Stored data –

//! Document-store boundary.
//!
//! The engine persists its graph and reads raw chat messages through the
//! [`DocumentStore`] trait: a schemaless collection API in the spirit of a
//! document database (find / insert / update / delete by filter, no
//! transactions).  Documents are JSON objects; every stored document carries
//! a string `_id` key assigned on insert when the caller does not supply one.
//!
//! Two implementations ship with the crate:
//!
//! * [`InMemoryDocumentStore`] – process-local, counts writes; used in tests.
//! * [`SqliteDocumentStore`][crate::sqlite_store::SqliteDocumentStore] –
//!   persistent, backed by a single SQLite table.
//!
//! # Example
//!
//! ```rust
//! use hippo_memory::store::{DocumentStore, Filter, InMemoryDocumentStore};
//! use serde_json::json;
//!
//! # #[tokio::main(flavor = "current_thread")]
//! # async fn main() {
//! let store = InMemoryDocumentStore::new();
//! store.insert_one("notes", json!({"title": "a", "n": 1})).await.unwrap();
//! let found = store.find_one("notes", &Filter::all().eq("title", "a")).await.unwrap();
//! assert_eq!(found.unwrap()["n"], 1);
//! # }
//! ```

use std::cmp::Ordering;
use std::collections::HashMap;
use std::sync::Mutex;
use std::sync::atomic::{AtomicUsize, Ordering as AtomicOrdering};

use async_trait::async_trait;
use hippo_types::HippoError;
use serde_json::{Map, Value};
use thiserror::Error;
use uuid::Uuid;

/// Key under which every document's identifier is stored.
pub const ID_FIELD: &str = "_id";

// ─────────────────────────────────────────────────────────────────────────────
// Error type
// ─────────────────────────────────────────────────────────────────────────────

/// Errors that can arise from document-store operations.
#[derive(Error, Debug)]
pub enum StoreError {
    #[error("SQLite error: {0}")]
    Sqlite(#[from] rusqlite::Error),
    #[error("Serialization error: {0}")]
    Serialization(#[from] serde_json::Error),
    #[error("Invalid document: {0}")]
    InvalidDocument(String),
}

impl From<StoreError> for HippoError {
    fn from(err: StoreError) -> Self {
        HippoError::Store(err.to_string())
    }
}

// ─────────────────────────────────────────────────────────────────────────────
// Filters and sorting
// ─────────────────────────────────────────────────────────────────────────────

/// Comparison operator of a single filter condition.
#[derive(Debug, Clone, Copy, PartialEq, Eq)]
pub enum Op {
    Eq,
    Lt,
    Lte,
    Gt,
    Gte,
}

impl Op {
    pub(crate) fn as_sql(self) -> &'static str {
        match self {
            Op::Eq => "=",
            Op::Lt => "<",
            Op::Lte => "<=",
            Op::Gt => ">",
            Op::Gte => ">=",
        }
    }

    fn accepts(self, ord: Ordering) -> bool {
        match self {
            Op::Eq => ord == Ordering::Equal,
            Op::Lt => ord == Ordering::Less,
            Op::Lte => ord != Ordering::Greater,
            Op::Gt => ord == Ordering::Greater,
            Op::Gte => ord != Ordering::Less,
        }
    }
}

/// One `field <op> value` test against a top-level document field.
#[derive(Debug, Clone, PartialEq)]
pub struct Condition {
    pub field: String,
    pub op: Op,
    pub value: Value,
}

/// A conjunction of [`Condition`]s.  The empty filter matches everything.
#[derive(Debug, Clone, Default, PartialEq)]
pub struct Filter {
    conditions: Vec<Condition>,
}

impl Filter {
    /// Filter matching every document.
    pub fn all() -> Self {
        Self::default()
    }

    fn with(mut self, field: &str, op: Op, value: impl Into<Value>) -> Self {
        self.conditions.push(Condition { field: field.to_string(), op, value: value.into() });
        self
    }

    pub fn eq(self, field: &str, value: impl Into<Value>) -> Self {
        self.with(field, Op::Eq, value)
    }

    pub fn lt(self, field: &str, value: impl Into<Value>) -> Self {
        self.with(field, Op::Lt, value)
    }

    pub fn lte(self, field: &str, value: impl Into<Value>) -> Self {
        self.with(field, Op::Lte, value)
    }

    pub fn gt(self, field: &str, value: impl Into<Value>) -> Self {
        self.with(field, Op::Gt, value)
    }

    pub fn gte(self, field: &str, value: impl Into<Value>) -> Self {
        self.with(field, Op::Gte, value)
    }

    pub fn conditions(&self) -> &[Condition] {
        &self.conditions
    }

    /// `true` if `document` satisfies every condition.  A missing field never
    /// matches.
    pub fn matches(&self, document: &Value) -> bool {
        self.conditions.iter().all(|c| {
            document
                .get(&c.field)
                .and_then(|v| compare_values(v, &c.value))
                .is_some_and(|ord| c.op.accepts(ord))
        })
    }

    /// Fields pinned by equality conditions; seeds an upserted document.
    pub(crate) fn equality_fields(&self) -> Map<String, Value> {
        self.conditions
            .iter()
            .filter(|c| c.op == Op::Eq)
            .map(|c| (c.field.clone(), c.value.clone()))
            .collect()
    }
}

/// Sort order for [`DocumentStore::find_many`].
#[derive(Debug, Clone, PartialEq, Eq)]
pub struct Sort {
    pub field: String,
    pub ascending: bool,
}

impl Sort {
    pub fn ascending(field: &str) -> Self {
        Self { field: field.to_string(), ascending: true }
    }

    pub fn descending(field: &str) -> Self {
        Self { field: field.to_string(), ascending: false }
    }
}

/// Order two JSON scalars of the same kind.  Numbers compare numerically
/// regardless of integer/float representation; mismatched kinds are
/// incomparable.
pub fn compare_values(a: &Value, b: &Value) -> Option<Ordering> {
    match (a, b) {
        (Value::Number(x), Value::Number(y)) => x.as_f64()?.partial_cmp(&y.as_f64()?),
        (Value::String(x), Value::String(y)) => Some(x.cmp(y)),
        (Value::Bool(x), Value::Bool(y)) => Some(x.cmp(y)),
        (Value::Null, Value::Null) => Some(Ordering::Equal),
        _ => (a == b).then_some(Ordering::Equal),
    }
}

/// Ensure `document` is an object with a string `_id`, generating one if
/// absent.  Returns the id.
pub(crate) fn ensure_id(document: &mut Value) -> Result<String, StoreError> {
    let obj = document
        .as_object_mut()
        .ok_or_else(|| StoreError::InvalidDocument("document must be a JSON object".into()))?;
    match obj.get(ID_FIELD) {
        Some(Value::String(id)) => Ok(id.clone()),
        Some(other) => Err(StoreError::InvalidDocument(format!("`_id` must be a string, got {other}"))),
        None => {
            let id = Uuid::new_v4().to_string();
            obj.insert(ID_FIELD.to_string(), Value::String(id.clone()));
            Ok(id)
        }
    }
}

// ─────────────────────────────────────────────────────────────────────────────
// DocumentStore trait
// ─────────────────────────────────────────────────────────────────────────────

/// A generic, non-transactional document collection API.
#[async_trait]
pub trait DocumentStore: Send + Sync {
    /// First document of `collection` matching `filter`, in storage order.
    async fn find_one(&self, collection: &str, filter: &Filter) -> Result<Option<Value>, StoreError> {
        Ok(self.find_many(collection, filter, None, Some(1)).await?.into_iter().next())
    }

    /// All documents matching `filter`, optionally sorted and truncated.
    async fn find_many(
        &self,
        collection: &str,
        filter: &Filter,
        sort: Option<&Sort>,
        limit: Option<usize>,
    ) -> Result<Vec<Value>, StoreError>;

    /// Insert `document` and return its `_id`.
    async fn insert_one(&self, collection: &str, document: Value) -> Result<String, StoreError>;

    /// Merge `set_fields` into the first document matching `filter`.
    ///
    /// With `upsert`, a missing document is created from the filter's
    /// equality fields plus `set_fields`.  Returns `true` if a document was
    /// modified or created.
    async fn update_one(
        &self,
        collection: &str,
        filter: &Filter,
        set_fields: Map<String, Value>,
        upsert: bool,
    ) -> Result<bool, StoreError>;

    /// Delete the first document matching `filter`.  Returns `true` if one was
    /// deleted.
    async fn delete_one(&self, collection: &str, filter: &Filter) -> Result<bool, StoreError>;

    /// Delete every document matching `filter` and return how many went.
    async fn delete_many(&self, collection: &str, filter: &Filter) -> Result<usize, StoreError>;
}

// ─────────────────────────────────────────────────────────────────────────────
// InMemoryDocumentStore
// ─────────────────────────────────────────────────────────────────────────────

/// Process-local [`DocumentStore`].
///
/// Keeps insertion order per collection and counts every successful write
/// (insert, modifying update, deletion) so tests can assert on write traffic.
#[derive(Debug, Default)]
pub struct InMemoryDocumentStore {
    collections: Mutex<HashMap<String, Vec<Value>>>,
    writes: AtomicUsize,
}

impl InMemoryDocumentStore {
    pub fn new() -> Self {
        Self::default()
    }

    /// Total number of writes performed so far.
    pub fn write_count(&self) -> usize {
        self.writes.load(AtomicOrdering::SeqCst)
    }

    /// Number of documents in `collection`.
    pub fn len(&self, collection: &str) -> usize {
        self.lock().get(collection).map_or(0, Vec::len)
    }

    fn lock(&self) -> std::sync::MutexGuard<'_, HashMap<String, Vec<Value>>> {
        self.collections.lock().unwrap_or_else(|poisoned| poisoned.into_inner())
    }

    fn record_writes(&self, n: usize) {
        self.writes.fetch_add(n, AtomicOrdering::SeqCst);
    }
}

#[async_trait]
impl DocumentStore for InMemoryDocumentStore {
    async fn find_many(
        &self,
        collection: &str,
        filter: &Filter,
        sort: Option<&Sort>,
        limit: Option<usize>,
    ) -> Result<Vec<Value>, StoreError> {
        let guard = self.lock();
        let mut docs: Vec<Value> = guard
            .get(collection)
            .map(|docs| docs.iter().filter(|d| filter.matches(d)).cloned().collect())
            .unwrap_or_default();
        drop(guard);

        if let Some(sort) = sort {
            docs.sort_by(|a, b| {
                let ord = match (a.get(&sort.field), b.get(&sort.field)) {
                    (Some(x), Some(y)) => compare_values(x, y).unwrap_or(Ordering::Equal),
                    (Some(_), None) => Ordering::Less,
                    (None, Some(_)) => Ordering::Greater,
                    (None, None) => Ordering::Equal,
                };
                if sort.ascending { ord } else { ord.reverse() }
            });
        }
        if let Some(limit) = limit {
            docs.truncate(limit);
        }
        Ok(docs)
    }

    async fn insert_one(&self, collection: &str, mut document: Value) -> Result<String, StoreError> {
        let id = ensure_id(&mut document)?;
        self.lock().entry(collection.to_string()).or_default().push(document);
        self.record_writes(1);
        Ok(id)
    }

    async fn update_one(
        &self,
        collection: &str,
        filter: &Filter,
        set_fields: Map<String, Value>,
        upsert: bool,
    ) -> Result<bool, StoreError> {
        let mut guard = self.lock();
        let docs = guard.entry(collection.to_string()).or_default();
        if let Some(doc) = docs.iter_mut().find(|d| filter.matches(d)) {
            if let Some(obj) = doc.as_object_mut() {
                obj.extend(set_fields);
            }
            self.record_writes(1);
            return Ok(true);
        }
        if !upsert {
            return Ok(false);
        }
        let mut fields = filter.equality_fields();
        fields.extend(set_fields);
        let mut document = Value::Object(fields);
        ensure_id(&mut document)?;
        docs.push(document);
        self.record_writes(1);
        Ok(true)
    }

    async fn delete_one(&self, collection: &str, filter: &Filter) -> Result<bool, StoreError> {
        let mut guard = self.lock();
        let Some(docs) = guard.get_mut(collection) else {
            return Ok(false);
        };
        match docs.iter().position(|d| filter.matches(d)) {
            Some(idx) => {
                docs.remove(idx);
                self.record_writes(1);
                Ok(true)
            }
            None => Ok(false),
        }
    }

    async fn delete_many(&self, collection: &str, filter: &Filter) -> Result<usize, StoreError> {
        let mut guard = self.lock();
        let Some(docs) = guard.get_mut(collection) else {
            return Ok(0);
        };
        let before = docs.len();
        docs.retain(|d| !filter.matches(d));
        let removed = before - docs.len();
        self.record_writes(removed);
        Ok(removed)
    }
}

// ─────────────────────────────────────────────────────────────────────────────
// Tests
// ─────────────────────────────────────────────────────────────────────────────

Task – Scan the entries and show every line in which the word "matches" is found.

Answer section –
/// A conjunction of [`Condition`]s.  The empty filter matches everything.
    /// matches.
    pub fn matches(&self, document: &Value) -> bool {
            .map(|docs| docs.iter().filter(|d| filter.matches(d)).cloned().collect())
        if let Some(doc) = docs.iter_mut().find(|d| filter.matches(d)) {
        match docs.iter().position(|d| filter.matches(d)) {
        docs.retain(|d| !filter.matches(d));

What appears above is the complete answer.